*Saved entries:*
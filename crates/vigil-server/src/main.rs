//! vigil control-plane server binary.

use std::net::SocketAddr;
use std::path::PathBuf;
use std::sync::Arc;

use clap::Parser;
use tokio_util::sync::CancellationToken;
use tracing::{error, info};
use tracing_subscriber::EnvFilter;

use vigil_config::Config;
use vigil_server::state::AppState;
use vigil_server::{auth, broadcaster, routes};

#[derive(Parser, Debug)]
#[command(name = "vigil-server", about = "Control plane for the vigil fleet monitor", version)]
struct Args {
    /// Path to a TOML configuration file.
    #[arg(long, env = "VIGIL_CONFIG")]
    config: Option<PathBuf>,

    /// Override the configured listen address.
    #[arg(long)]
    listen: Option<String>,
}

#[tokio::main]
async fn main() {
    let args = Args::parse();

    let filter = EnvFilter::try_from_default_env().unwrap_or_else(|_| EnvFilter::new("info"));
    tracing_subscriber::fmt().with_env_filter(filter).init();

    let mut config = match Config::load(args.config.as_deref()) {
        Ok(config) => config,
        Err(err) => {
            error!(error = %err, "invalid configuration");
            return;
        }
    };
    if let Some(listen) = args.listen {
        config.listen_addr = listen;
    }

    let addr: SocketAddr = match config.listen_addr.parse() {
        Ok(addr) => addr,
        Err(err) => {
            error!(error = %err, addr = %config.listen_addr, "invalid listen address");
            return;
        }
    };

    let state = AppState::new(config, Arc::new(auth::AllowAll));
    let cancel = CancellationToken::new();
    let broadcaster = broadcaster::spawn(state.clone(), cancel.clone());

    let app = routes::router(state);
    let listener = match tokio::net::TcpListener::bind(addr).await {
        Ok(listener) => listener,
        Err(err) => {
            error!(error = %err, addr = %addr, "bind failed");
            return;
        }
    };

    info!(addr = %addr, "control plane listening");

    let shutdown = async {
        let _ = tokio::signal::ctrl_c().await;
    };

    if let Err(err) = axum::serve(
        listener,
        app.into_make_service_with_connect_info::<SocketAddr>(),
    )
    .with_graceful_shutdown(shutdown)
    .await
    {
        error!(error = %err, "server error");
    }

    cancel.cancel();
    let _ = broadcaster.await;
    info!("shutdown complete");
}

*Task brief:* Your task is to repeat the records exactly. Begin at their first line and stop after the line containing "broadcaster = broadcaster::spawn(state.clone(), cancel.clone());".

*Output below:*
filename crates/vigil-server/src/main.rs
//! vigil control-plane server binary.

use std::net::SocketAddr;
use std::path::PathBuf;
use std::sync::Arc;

use clap::Parser;
use tokio_util::sync::CancellationToken;
use tracing::{error, info};
use tracing_subscriber::EnvFilter;

use vigil_config::Config;
use vigil_server::state::AppState;
use vigil_server::{auth, broadcaster, routes};

#[derive(Parser, Debug)]
#[command(name = "vigil-server", about = "Control plane for the vigil fleet monitor", version)]
struct Args {
    /// Path to a TOML configuration file.
    #[arg(long, env = "VIGIL_CONFIG")]
    config: Option<PathBuf>,

    /// Override the configured listen address.
    #[arg(long)]
    listen: Option<String>,
}

#[tokio::main]
async fn main() {
    let args = Args::parse();

    let filter = EnvFilter::try_from_default_env().unwrap_or_else(|_| EnvFilter::new("info"));
    tracing_subscriber::fmt().with_env_filter(filter).init();

    let mut config = match Config::load(args.config.as_deref()) {
        Ok(config) => config,
        Err(err) => {
            error!(error = %err, "invalid configuration");
            return;
        }
    };
    if let Some(listen) = args.listen {
        config.listen_addr = listen;
    }

    let addr: SocketAddr = match config.listen_addr.parse() {
        Ok(addr) => addr,
        Err(err) => {
            error!(error = %err, addr = %config.listen_addr, "invalid listen address");
            return;
        }
    };

    let state = AppState::new(config, Arc::new(auth::AllowAll));
    let cancel = CancellationToken::new();
    let broadcaster = broadcaster::spawn(state.clone(), cancel.clone());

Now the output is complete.